Besonders kritisch ist, dass Ängste um Umwelt, Klimawandel und wirtschaftliche Unsicherheiten weiterhin hoch sind. Die zunehmende Technologisierung und der Einsatz von Künstlicher Intelligenz verunsichern viele Jugendliche, obwohl dieser Bereich auch Chancen birgt.
Erstaunlich ist jedoch, dass die persönliche Zuversicht der Jugendlichen ungebrochen bleibt. Während sie die Weltlage skeptisch sehen, vertrauen sie darauf, ihre eigene Zukunft positiv gestalten zu können. Doch dieser Optimismus dürfte auf einem wackligen Fundament stehen: Wenn sich die gesellschaftlichen Herausforderungen verschärfen, könnte auch das individuelle Vertrauen ins Wanken geraten.
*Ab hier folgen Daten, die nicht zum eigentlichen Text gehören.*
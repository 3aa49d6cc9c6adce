use std::fmt;
use std::sync::Arc;

use futures_util::future::BoxFuture;
use serde::{Deserialize, Serialize};

use crate::contacts::ContactDirectory;
use crate::errors::PilotResult;
use crate::events::EventSink;
use crate::executor::ExecutionEngine;
use crate::resolver::Orchestrator;
use crate::shell::Shell;

#[derive(Debug, Clone, Copy, PartialEq, Eq, Hash, Serialize, Deserialize)]
#[serde(rename_all = "snake_case")]
pub enum SkillKind {
    OpenApp,
    ToggleWifi,
    ListApps,
    WhatsApp,
    Assistant,
}

impl SkillKind {
    pub fn as_str(self) -> &'static str {
        match self {
            SkillKind::OpenApp => "open_app",
            SkillKind::ToggleWifi => "toggle_wifi",
            SkillKind::ListApps => "list_apps",
            SkillKind::WhatsApp => "whatsapp",
            SkillKind::Assistant => "assistant",
        }
    }
}

impl fmt::Display for SkillKind {
    fn fmt(&self, f: &mut fmt::Formatter<'_>) -> fmt::Result {
        f.write_str(self.as_str())
    }
}

/// Everything a skill is allowed to touch while handling one instruction.
#[derive(Clone)]
pub struct SkillContext {
    pub shell: Arc<dyn Shell>,
    pub orchestrator: Arc<Orchestrator>,
    /// Must report on the same sink as `events`.
    pub engine: Arc<ExecutionEngine>,
    pub contacts: Arc<ContactDirectory>,
    pub events: EventSink,
}

pub type MatchFn = fn(&str) -> bool;
pub type RunFn = for<'a> fn(&'a str, &'a SkillContext) -> BoxFuture<'a, PilotResult<String>>;

/// One entry of the dispatch table. Both functions receive the normalized instruction.
#[derive(Clone, Copy)]
pub struct SkillRecord {
    pub kind: SkillKind,
    pub matches: MatchFn,
    pub run: RunFn,
    /// The skill emits its own terminal event (through the execution engine).
    pub self_reporting: bool,
}

impl fmt::Debug for SkillRecord {
    fn fmt(&self, f: &mut fmt::Formatter<'_>) -> fmt::Result {
        f.debug_struct("SkillRecord")
            .field("kind", &self.kind)
            .field("self_reporting", &self.self_reporting)
            .finish()
    }
}

/// Who ended up handling an instruction.
#[derive(Debug, Clone, Copy, PartialEq, Eq)]
pub enum Handler {
    Skill(SkillKind),
    RawShell,
    Unhandled,
}

#[derive(Debug)]
pub struct Dispatch {
    pub handler: Handler,
    pub result: PilotResult<String>,
}

impl Dispatch {
    pub fn is_success(&self) -> bool {
        self.result.is_ok()
    }
}
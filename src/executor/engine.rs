use std::sync::Arc;
use std::time::Duration;

use crate::config::ExecutionConfig;
use crate::errors::{PilotError, PilotResult};
use crate::events::{EventSink, PilotEvent};
use crate::script::{ActionScript, Step};
use crate::shell::Shell;

/// Runs action scripts step by step over a single privileged shell session.
///
/// Each public entry point reports ordered progress on the event sink followed
/// by exactly one terminal `Completed` or `Failed` event, and returns the same
/// outcome to the caller.
pub struct ExecutionEngine {
    shell: Arc<dyn Shell>,
    cfg: ExecutionConfig,
    events: EventSink,
}

impl ExecutionEngine {
    pub fn new(shell: Arc<dyn Shell>, cfg: ExecutionConfig, events: EventSink) -> Self {
        Self { shell, cfg, events }
    }

    fn in_envelope(&self, x: i32, y: i32) -> bool {
        x > 0 && x < self.cfg.screen_width && y > 0 && y < self.cfg.screen_height
    }

    /// One pass over the script; no terminal event.
    async fn attempt(&self, script: &ActionScript) -> PilotResult<String> {
        if script.is_empty() {
            return Ok(String::new());
        }
        let total = script.len();
        let step_delay = Duration::from_millis(self.cfg.step_delay_ms);
        let mut session = self.shell.open().await?;

        for (i, step) in script.steps().iter().enumerate() {
            let line = step.to_string();
            self.events.progress(format!("Step {}/{}: {}", i + 1, total, line));

            match step {
                Step::Wait { millis } => {
                    tokio::time::sleep(Duration::from_millis(*millis)).await;
                }
                Step::Tap { x, y } if !self.in_envelope(*x, *y) => {
                    self.events.warning(format!("Skipped invalid coordinates: ({x}, {y})"));
                }
                _ => {
                    session.send_line(&line).await?;
                    tokio::time::sleep(step_delay).await;
                }
            }
        }

        let output = session.close().await?;
        if !output.success() {
            return Err(PilotError::ExecutionStepFailed(format!(
                "shell exited with {}: {}",
                output.exit_code,
                output.stdout.trim()
            )));
        }
        Ok(output.stdout)
    }

    /// Re-runs the whole script after retryable failures, up to `max_retries` extra attempts.
    async fn attempt_with_retry(&self, script: &ActionScript) -> PilotResult<String> {
        let ceiling = self.cfg.max_retries;
        let backoff = Duration::from_millis(self.cfg.retry_backoff_ms);
        let mut attempt = 0;

        loop {
            match self.attempt(script).await {
                Ok(out) => return Ok(out),
                Err(e) if !e.is_retryable() => return Err(e),
                Err(e) if attempt >= ceiling => {
                    return Err(PilotError::ExecutionStepFailed(format!(
                        "Failed after {ceiling} retries: {e}"
                    )));
                }
                Err(e) => {
                    attempt += 1;
                    tracing::warn!(attempt, ceiling, error = %e, "execution failed, retrying");
                    self.events.emit(PilotEvent::Retry { attempt, ceiling });
                    self.events.progress(format!("Retry attempt {attempt}/{ceiling}"));
                    tokio::time::sleep(backoff).await;
                }
            }
        }
    }

    async fn bounded<F>(&self, fut: F) -> PilotResult<String>
    where
        F: std::future::Future<Output = PilotResult<String>>,
    {
        let deadline = Duration::from_millis(self.cfg.timeout_ms);
        // Dropping the timed-out future drops the session, which kills the shell process.
        match tokio::time::timeout(deadline, fut).await {
            Ok(result) => result,
            Err(_) => {
                tracing::warn!(timeout_ms = self.cfg.timeout_ms, "execution deadline exceeded");
                Err(PilotError::ExecutionTimeout(self.cfg.timeout_ms))
            }
        }
    }

    fn finish(&self, result: PilotResult<String>) -> PilotResult<String> {
        match &result {
            Ok(output) => {
                tracing::info!(bytes = output.len(), "script completed");
                self.events.emit(PilotEvent::Completed { output: output.clone() });
            }
            Err(e) => {
                tracing::error!(error = %e, "script failed");
                self.events.emit(PilotEvent::Failed { error: e.to_string() });
            }
        }
        result
    }

    pub async fn execute(&self, script: &ActionScript) -> PilotResult<String> {
        let result = self.attempt(script).await;
        self.finish(result)
    }

    pub async fn execute_with_retry(&self, script: &ActionScript) -> PilotResult<String> {
        let result = self.attempt_with_retry(script).await;
        self.finish(result)
    }

    pub async fn execute_with_timeout(&self, script: &ActionScript) -> PilotResult<String> {
        let result = self.bounded(self.attempt(script)).await;
        self.finish(result)
    }

    /// Retry wrapper inside the timeout wrapper; the deadline covers every attempt.
    pub async fn run_guarded(&self, script: &ActionScript) -> PilotResult<String> {
        let result = self.bounded(self.attempt_with_retry(script)).await;
        self.finish(result)
    }
}

#[cfg(test)]
mod tests {
    use super::*;
    use crate::testing::ScriptedShell;
    use tokio::sync::mpsc::UnboundedReceiver;

    fn fast_cfg() -> ExecutionConfig {
        ExecutionConfig {
            step_delay_ms: 0,
            retry_backoff_ms: 0,
            ..Default::default()
        }
    }

    fn drain(rx: &mut UnboundedReceiver<PilotEvent>) -> Vec<PilotEvent> {
        let mut out = Vec::new();
        while let Ok(ev) = rx.try_recv() {
            out.push(ev);
        }
        out
    }

    fn script(text: &str) -> ActionScript {
        text.parse().unwrap()
    }

    #[tokio::test]
    async fn runs_steps_in_order_over_one_session() {
        let shell = Arc::new(ScriptedShell::with_output("ok\n"));
        let (sink, mut rx) = EventSink::channel();
        let engine = ExecutionEngine::new(shell.clone(), fast_cfg(), sink);

        let out = engine
            .execute(&script("input tap 540 200\nsleep 0\ninput text 'pizza'\ninput keyevent 66"))
            .await
            .unwrap();
        assert_eq!(out, "ok\n");
        assert_eq!(shell.sessions(), 1);
        assert_eq!(
            shell.sent_lines(),
            vec!["input tap 540 200", "input text 'pizza'", "input keyevent 66"]
        );

        let events = drain(&mut rx);
        assert_eq!(
            events[0],
            PilotEvent::Progress { message: "Step 1/4: input tap 540 200".into() }
        );
        assert_eq!(events.iter().filter(|e| e.is_terminal()).count(), 1);
        assert!(matches!(events.last(), Some(PilotEvent::Completed { .. })));
    }

    #[tokio::test]
    async fn out_of_envelope_taps_are_skipped_with_warning() {
        let shell = Arc::new(ScriptedShell::with_output(""));
        let (sink, mut rx) = EventSink::channel();
        let engine = ExecutionEngine::new(shell.clone(), fast_cfg(), sink);

        engine
            .execute(&script("input tap 5000 200\ninput tap 0 10\ninput keyevent 4"))
            .await
            .unwrap();
        assert_eq!(shell.sent_lines(), vec!["input keyevent 4"]);
        let warnings = drain(&mut rx)
            .into_iter()
            .filter(|e| matches!(e, PilotEvent::Warning { .. }))
            .count();
        assert_eq!(warnings, 2);
    }

    #[tokio::test]
    async fn non_zero_exit_fails_the_step() {
        let shell = Arc::new(ScriptedShell::failing(1));
        let engine = ExecutionEngine::new(shell, fast_cfg(), EventSink::discard());
        let err = engine.execute(&script("input keyevent 4")).await.unwrap_err();
        assert!(matches!(err, PilotError::ExecutionStepFailed(_)));
    }

    #[tokio::test]
    async fn retry_runs_ceiling_plus_one_attempts() {
        let shell = Arc::new(ScriptedShell::failing(1));
        let (sink, mut rx) = EventSink::channel();
        let engine = ExecutionEngine::new(shell.clone(), fast_cfg(), sink);

        let err = engine
            .execute_with_retry(&script("input keyevent 4"))
            .await
            .unwrap_err();
        assert_eq!(shell.sessions(), 4);
        assert!(err.to_string().contains("Failed after 3 retries"));

        let events = drain(&mut rx);
        let retries: Vec<u32> = events
            .iter()
            .filter_map(|e| match e {
                PilotEvent::Retry { attempt, .. } => Some(*attempt),
                _ => None,
            })
            .collect();
        assert_eq!(retries, vec![1, 2, 3]);
        assert_eq!(events.iter().filter(|e| e.is_terminal()).count(), 1);
    }

    #[tokio::test]
    async fn retry_stops_on_success() {
        let shell = Arc::new(ScriptedShell::sequence(&[("", 1), ("done", 0)]));
        let engine = ExecutionEngine::new(shell.clone(), fast_cfg(), EventSink::discard());
        let out = engine.execute_with_retry(&script("input keyevent 3")).await.unwrap();
        assert_eq!(out, "done");
        assert_eq!(shell.sessions(), 2);
    }

    #[tokio::test]
    async fn timeout_cancels_and_is_not_retried() {
        let shell = Arc::new(ScriptedShell::with_output("").delayed(Duration::from_millis(500)));
        let (sink, mut rx) = EventSink::channel();
        let cfg = ExecutionConfig {
            timeout_ms: 30,
            ..fast_cfg()
        };
        let engine = ExecutionEngine::new(shell.clone(), cfg, sink);

        let err = engine.run_guarded(&script("input keyevent 4")).await.unwrap_err();
        assert!(matches!(err, PilotError::ExecutionTimeout(30)));
        assert_eq!(shell.sessions(), 1);
        assert!(matches!(drain(&mut rx).last(), Some(PilotEvent::Failed { .. })));
    }

    #[tokio::test]
    async fn wait_steps_do_not_touch_the_shell() {
        let shell = Arc::new(ScriptedShell::with_output(""));
        let engine = ExecutionEngine::new(shell.clone(), fast_cfg(), EventSink::discard());
        engine.execute_with_timeout(&script("sleep 0.01")).await.unwrap();
        assert!(shell.sent_lines().is_empty());
    }
}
In den kommenden Jahren dürften sich die Sorgen der Jugendlichen weiter zuspitzen, wenn Politik und Gesellschaft keine klaren Antworten liefern. Die Gefahr ist groß, dass sich Frustration breitmacht und junge Menschen sich entweder abwenden oder radikaleren Strömungen zuwenden. Die Politik muss jetzt handeln, um nicht eine verlorene Generation zu riskieren.
Biographie und Erklärung:
Wer ist Christoph Straub?
Christoph Straub ist Vorstandsvorsitzender der Barmer, einer der größten gesetzlichen Krankenkassen in Deutschland. Er übernahm 2011 das Amt und setzt sich insbesondere für gesundheitspolitische Themen sowie Präventionsmaßnahmen im Gesundheitswesen ein. Unter seiner Führung hat die Barmer zahlreiche Studien und Initiativen zur mentalen Gesundheit und zur Gesundheitsförderung junger Menschen ins Leben gerufen.
Was ist die Barmer?
Die Barmer ist eine der größten gesetzlichen Krankenkassen in Deutschland mit mehreren Millionen Versicherten. Sie entstand 2010 aus der Fusion der Barmer Ersatzkasse mit der GEK (Gmünder Ersatzkasse). Die Barmer engagiert sich in zahlreichen Gesundheits- und Präventionsprogrammen, darunter Studien zur psychischen Gesundheit von Jugendlichen. Ihr Ziel ist es, eine qualitativ hochwertige Gesundheitsversorgung sicherzustellen und gesundheitspolitische Themen in die gesellschaftliche Debatte einzubringen.